Ence (ENC) sigue siendo uno de esos valores industriales que despiertan opiniones divididas, porque combina elementos positivos con riesgos estructurales muy palpables. Por un lado, la empresa ha mostrado en el último ejercicio una mejora operativa interesante, con aumentos en ventas y una demanda relativamente sólida de celulosa, que sigue siendo su principal motor de negocio. Esa fortaleza en el núcleo industrial es clave: sin una demanda base decente, no hay narrativa que aguante, y Ence la tiene en ese segmento tradicional.
Además, los costes de producción han logrado cierto control y la compañía ha trabajado en su eficiencia, lo que ha permitido sostener márgenes incluso en entornos de precios de commodities algo más volátiles. El hecho de que mantenga capacidad de generación de caja operativa hasta cierto punto la coloca en una posición más defensiva que otras industriales puras con balances más tensos.
Sin embargo, también hay puntos que generan preocupación. El más evidente es el tema regulatorio y de concesiones forestales, que lleva años siendo una sombra sobre el título. La incertidumbre sobre la renovación y las condiciones de las concesiones ha creado más volatilidad de la que debería tener una empresa de su tamaño. Eso no solo penaliza la cotización, sino que hace que buena parte de los inversores desconfiemos cuando miramos sus planes a largo plazo: una empresa que depende de permisos y renovaciones estatales vive con un riesgo añadido que otros sectores no tienen.
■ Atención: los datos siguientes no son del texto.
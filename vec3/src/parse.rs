//! Text parsing for the `(x,y,z)` format.
//!
//! # Grammar
//! ```text
//! vector := ws '(' ws number ws ',' ws number ws ',' ws number ws ')'
//! ws     := { Unicode White_Space }
//! number := one or more characters other than whitespace, '(', ',', ')'
//!           accepted by T::from_str
//! ```
//!
//! The reader walks the states open-paren, x, comma, y, comma, z,
//! close-paren in order and stops at the first mismatch. Nothing is written
//! to a destination vector unless all seven steps succeed.

use std::fmt;
use std::str::FromStr;

use tracing::trace;

use crate::vector::Vec3;

/// One of the three components.
#[derive(Debug, Clone, Copy, PartialEq, Eq, Hash)]
pub enum Component {
    X,
    Y,
    Z,
}

impl fmt::Display for Component {
    fn fmt(&self, f: &mut fmt::Formatter<'_>) -> fmt::Result {
        match self {
            Component::X => f.write_str("x"),
            Component::Y => f.write_str("y"),
            Component::Z => f.write_str("z"),
        }
    }
}

/// What the reader was looking for when it stopped.
#[derive(Debug, Clone, Copy, PartialEq, Eq)]
pub enum Expected {
    OpenParen,
    Number(Component),
    Comma,
    CloseParen,
}

impl Expected {
    fn delimiter(&self) -> Option<char> {
        match self {
            Expected::OpenParen => Some('('),
            Expected::Comma => Some(','),
            Expected::CloseParen => Some(')'),
            Expected::Number(_) => None,
        }
    }
}

impl fmt::Display for Expected {
    fn fmt(&self, f: &mut fmt::Formatter<'_>) -> fmt::Result {
        match self {
            Expected::OpenParen => f.write_str("'('"),
            Expected::Number(c) => write!(f, "{} component", c),
            Expected::Comma => f.write_str("','"),
            Expected::CloseParen => f.write_str("')'"),
        }
    }
}

#[derive(Debug, Clone, PartialEq, Eq)]
pub enum ParseErrorKind {
    /// Input ran out.
    UnexpectedEnd { expected: Expected },
    /// A character that cannot start the expected token.
    UnexpectedChar { expected: Expected, found: char },
    /// A number token `T::from_str` refused.
    InvalidNumber { component: Component, token: String },
    /// Non-whitespace after the closing parenthesis (whole-string parse only).
    TrailingInput { found: char },
}

/// Error type for vector parsing.
#[derive(Debug, Clone, PartialEq, Eq)]
pub struct ParseVec3Error {
    kind: ParseErrorKind,
    offset: usize,
}

impl ParseVec3Error {
    fn new(kind: ParseErrorKind, offset: usize) -> Self {
        Self { kind, offset }
    }

    pub fn kind(&self) -> &ParseErrorKind {
        &self.kind
    }

    /// Byte offset into the input where the failing token starts.
    pub fn offset(&self) -> usize {
        self.offset
    }
}

impl fmt::Display for ParseVec3Error {
    fn fmt(&self, f: &mut fmt::Formatter<'_>) -> fmt::Result {
        match &self.kind {
            ParseErrorKind::UnexpectedEnd { expected } => {
                write!(f, "unexpected end of input at byte {}, expected {}", self.offset, expected)
            }
            ParseErrorKind::UnexpectedChar { expected, found } => {
                write!(f, "expected {} at byte {}, found {:?}", expected, self.offset, found)
            }
            ParseErrorKind::InvalidNumber { component, token } => {
                write!(f, "invalid {} component {:?} at byte {}", component, token, self.offset)
            }
            ParseErrorKind::TrailingInput { found } => {
                write!(f, "unexpected {:?} after vector at byte {}", found, self.offset)
            }
        }
    }
}

impl std::error::Error for ParseVec3Error {}

/// Byte cursor over the input.
struct Cursor<'a> {
    src: &'a str,
    pos: usize,
}

impl<'a> Cursor<'a> {
    fn new(src: &'a str) -> Self {
        Self { src, pos: 0 }
    }

    fn rest(&self) -> &'a str {
        &self.src[self.pos..]
    }

    fn peek(&self) -> Option<char> {
        self.rest().chars().next()
    }

    fn skip_ws(&mut self) {
        let rest = self.rest();
        self.pos += rest.len() - rest.trim_start().len();
    }

    fn expect(&mut self, expected: Expected) -> Result<(), ParseVec3Error> {
        self.skip_ws();
        match (self.peek(), expected.delimiter()) {
            (Some(c), Some(d)) if c == d => {
                self.pos += c.len_utf8();
                Ok(())
            }
            (Some(found), _) => Err(ParseVec3Error::new(
                ParseErrorKind::UnexpectedChar { expected, found },
                self.pos,
            )),
            (None, _) => Err(ParseVec3Error::new(
                ParseErrorKind::UnexpectedEnd { expected },
                self.pos,
            )),
        }
    }

    fn number<T: FromStr>(&mut self, component: Component) -> Result<T, ParseVec3Error> {
        self.skip_ws();
        let start = self.pos;
        let rest = self.rest();
        let len = rest
            .find(|c: char| c.is_whitespace() || matches!(c, '(' | ',' | ')'))
            .unwrap_or(rest.len());

        if len == 0 {
            let expected = Expected::Number(component);
            let kind = match self.peek() {
                Some(found) => ParseErrorKind::UnexpectedChar { expected, found },
                None => ParseErrorKind::UnexpectedEnd { expected },
            };
            return Err(ParseVec3Error::new(kind, start));
        }

        let token = &rest[..len];
        let value = token.parse::<T>().map_err(|_| {
            ParseVec3Error::new(
                ParseErrorKind::InvalidNumber {
                    component,
                    token: token.to_string(),
                },
                start,
            )
        })?;
        self.pos += len;
        Ok(value)
    }
}

fn read_triple<T: FromStr>(cur: &mut Cursor<'_>) -> Result<Vec3<T>, ParseVec3Error> {
    cur.expect(Expected::OpenParen)?;
    let x = cur.number(Component::X)?;
    cur.expect(Expected::Comma)?;
    let y = cur.number(Component::Y)?;
    cur.expect(Expected::Comma)?;
    let z = cur.number(Component::Z)?;
    cur.expect(Expected::CloseParen)?;
    Ok(Vec3::new(x, y, z))
}

impl<T: FromStr> Vec3<T> {
    /// Reads one vector from the front of `src` and returns it with the
    /// unread remainder, so several vectors can be read from one buffer.
    ///
    /// # Examples
    /// ```
    /// use vec3::Vec3;
    ///
    /// let (v, rest) = Vec3::<i32>::parse_prefix(" (1,2,3) (4,5,6)").unwrap();
    /// assert_eq!(v, Vec3::new(1, 2, 3));
    /// assert_eq!(rest, " (4,5,6)");
    /// ```
    pub fn parse_prefix(src: &str) -> Result<(Self, &str), ParseVec3Error> {
        let mut cur = Cursor::new(src);
        match read_triple(&mut cur) {
            Ok(v) => Ok((v, cur.rest())),
            Err(err) => {
                trace!(%err, input = src, "rejected vector text");
                Err(err)
            }
        }
    }

    /// Reads one vector from the front of `input` into `self`.
    ///
    /// On success `self` is overwritten and `input` advanced past the
    /// closing parenthesis. On failure neither is touched.
    pub fn read_from(&mut self, input: &mut &str) -> Result<(), ParseVec3Error> {
        let (v, rest) = Self::parse_prefix(*input)?;
        *self = v;
        *input = rest;
        Ok(())
    }
}

impl<T: FromStr> FromStr for Vec3<T> {
    type Err = ParseVec3Error;

    /// Parses a whole string. Trailing whitespace is allowed, anything else
    /// after the `)` is an error.
    fn from_str(s: &str) -> Result<Self, Self::Err> {
        let (v, rest) = Self::parse_prefix(s)?;
        let tail = rest.trim_start();
        match tail.chars().next() {
            None => Ok(v),
            Some(found) => Err(ParseVec3Error::new(
                ParseErrorKind::TrailingInput { found },
                s.len() - tail.len(),
            )),
        }
    }
}

#[cfg(test)]
mod tests {
    use super::*;

    fn kind_of(s: &str) -> ParseErrorKind {
        s.parse::<Vec3<f64>>().unwrap_err().kind().clone()
    }

    // =============================================================================
    // Accepted input
    // =============================================================================

    #[test]
    fn parses_compact_form() {
        let v: Vec3<f64> = "(1.0,2.0,3.0)".parse().unwrap();
        assert_eq!(v, Vec3::new(1.0, 2.0, 3.0));
    }

    #[test]
    fn whitespace_before_every_token() {
        let v: Vec3<f64> = "( 1, 2, 3 )".parse().unwrap();
        assert_eq!(v, Vec3::new(1.0, 2.0, 3.0));

        let v: Vec3<f64> = "\t\n (\t-1 ,\n2e3 , 0.5\r\n)".parse().unwrap();
        assert_eq!(v, Vec3::new(-1.0, 2000.0, 0.5));
    }

    #[test]
    fn unicode_whitespace_is_whitespace() {
        let v: Vec3<i32> = "\u{3000}(\u{a0}1,2,3)".parse().unwrap();
        assert_eq!(v, Vec3::new(1, 2, 3));
    }

    #[test]
    fn trailing_whitespace_is_allowed() {
        let v: Vec3<i32> = "(1,2,3)  \n".parse().unwrap();
        assert_eq!(v, Vec3::new(1, 2, 3));
    }

    #[test]
    fn special_float_tokens() {
        let v: Vec3<f64> = "(inf,-inf,NaN)".parse().unwrap();
        assert_eq!(v.x(), f64::INFINITY);
        assert_eq!(v.y(), f64::NEG_INFINITY);
        assert!(v.z().is_nan());
    }

    #[test]
    fn integer_element_type() {
        let v: Vec3<u8> = "(0,128,255)".parse().unwrap();
        assert_eq!(v, Vec3::new(0, 128, 255));
    }

    // =============================================================================
    // Rejected input
    // =============================================================================

    #[test]
    fn empty_input() {
        assert_eq!(
            kind_of(""),
            ParseErrorKind::UnexpectedEnd {
                expected: Expected::OpenParen
            }
        );
        assert_eq!(
            kind_of("   "),
            ParseErrorKind::UnexpectedEnd {
                expected: Expected::OpenParen
            }
        );
    }

    #[test]
    fn missing_component() {
        let err = "(1.0,2.0)".parse::<Vec3<f64>>().unwrap_err();
        assert_eq!(
            err.kind(),
            &ParseErrorKind::UnexpectedChar {
                expected: Expected::Comma,
                found: ')'
            }
        );
        assert_eq!(err.offset(), 8);
    }

    #[test]
    fn non_numeric_tokens() {
        let err = "(a,b,c)".parse::<Vec3<f64>>().unwrap_err();
        assert_eq!(
            err.kind(),
            &ParseErrorKind::InvalidNumber {
                component: Component::X,
                token: "a".to_string()
            }
        );
        assert_eq!(err.offset(), 1);
    }

    #[test]
    fn whitespace_inside_a_number_splits_it() {
        assert_eq!(
            kind_of("(1 2,3,4)"),
            ParseErrorKind::UnexpectedChar {
                expected: Expected::Comma,
                found: '2'
            }
        );
        assert!(matches!(
            kind_of("(1,- 2,3)"),
            ParseErrorKind::InvalidNumber {
                component: Component::Y,
                ..
            }
        ));
    }

    #[test]
    fn empty_component() {
        assert_eq!(
            kind_of("(1,,3)"),
            ParseErrorKind::UnexpectedChar {
                expected: Expected::Number(Component::Y),
                found: ','
            }
        );
        assert_eq!(
            kind_of("(1,2,"),
            ParseErrorKind::UnexpectedEnd {
                expected: Expected::Number(Component::Z)
            }
        );
    }

    #[test]
    fn unclosed_and_wrong_brackets() {
        assert_eq!(
            kind_of("(1,2,3"),
            ParseErrorKind::UnexpectedEnd {
                expected: Expected::CloseParen
            }
        );
        assert_eq!(
            kind_of("[1,2,3]"),
            ParseErrorKind::UnexpectedChar {
                expected: Expected::OpenParen,
                found: '['
            }
        );
    }

    #[test]
    fn integer_out_of_range() {
        let err = "(0,256,0)".parse::<Vec3<u8>>().unwrap_err();
        assert!(matches!(
            err.kind(),
            ParseErrorKind::InvalidNumber {
                component: Component::Y,
                ..
            }
        ));
    }

    #[test]
    fn trailing_garbage() {
        let err = "(1,2,3) x".parse::<Vec3<f64>>().unwrap_err();
        assert_eq!(err.kind(), &ParseErrorKind::TrailingInput { found: 'x' });
        assert_eq!(err.offset(), 8);
    }

    #[test]
    fn error_messages() {
        let err = "(1.0,2.0)".parse::<Vec3<f64>>().unwrap_err();
        assert_eq!(err.to_string(), "expected ',' at byte 8, found ')'");

        let err = "(a,b,c)".parse::<Vec3<f64>>().unwrap_err();
        assert_eq!(err.to_string(), "invalid x component \"a\" at byte 1");

        let err = "".parse::<Vec3<f64>>().unwrap_err();
        assert_eq!(err.to_string(), "unexpected end of input at byte 0, expected '('");
    }

    // =============================================================================
    // Stream-style reads
    // =============================================================================

    #[test]
    fn read_from_commits_only_on_success() {
        let mut v = Vec3::new(9.0, 9.0, 9.0);

        for bad in ["", "(1.0,2.0)", "(a,b,c)", "(1,2,3"] {
            let mut input = bad;
            assert!(v.read_from(&mut input).is_err());
            assert_eq!(v, Vec3::new(9.0, 9.0, 9.0));
            assert_eq!(input, bad);
        }

        let mut input = "(1,2,3)(4,5,6)";
        v.read_from(&mut input).unwrap();
        assert_eq!(v, Vec3::new(1.0, 2.0, 3.0));
        assert_eq!(input, "(4,5,6)");

        v.read_from(&mut input).unwrap();
        assert_eq!(v, Vec3::new(4.0, 5.0, 6.0));
        assert_eq!(input, "");
    }

    #[test]
    fn parse_prefix_leaves_the_rest() {
        let (v, rest) = Vec3::<f32>::parse_prefix("(1,2,3), tail").unwrap();
        assert_eq!(v, Vec3::new(1.0, 2.0, 3.0));
        assert_eq!(rest, ", tail");
    }

    #[test]
    fn display_output_parses_back() {
        let v = Vec3::new(0.1, -1e-300, 12345.678);
        let back: Vec3<f64> = v.to_string().parse().unwrap();
        assert_eq!(back, v);
    }
}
A eso se suma que su diversificación fuera de la celulosa y la biomasa sigue siendo limitada. La apuesta por energías renovables y subproductos tiene sentido en teoría, pero la realidad es que esas líneas aún no aportan un peso significativo al conjunto de ingresos o beneficios. Si esas iniciativas no se materializan en resultados tangibles pronto, la narrativa de “futuro crecimiento diversificado” podría quedarse en eso: narrativa.
En resumen, Ence es una empresa con fundamentos industriales decentes y generación de caja operativa, pero con una dosis de riesgo regulatorio difícil de ignorar. Para quienes creen en el largo plazo y aceptan volatilidad, puede tener sentido, pero no es una acción sin sombras: la concesión de recursos forestales y la dependencia de ciclos de precios de commodities son factores que hay que monitorizar de cerca.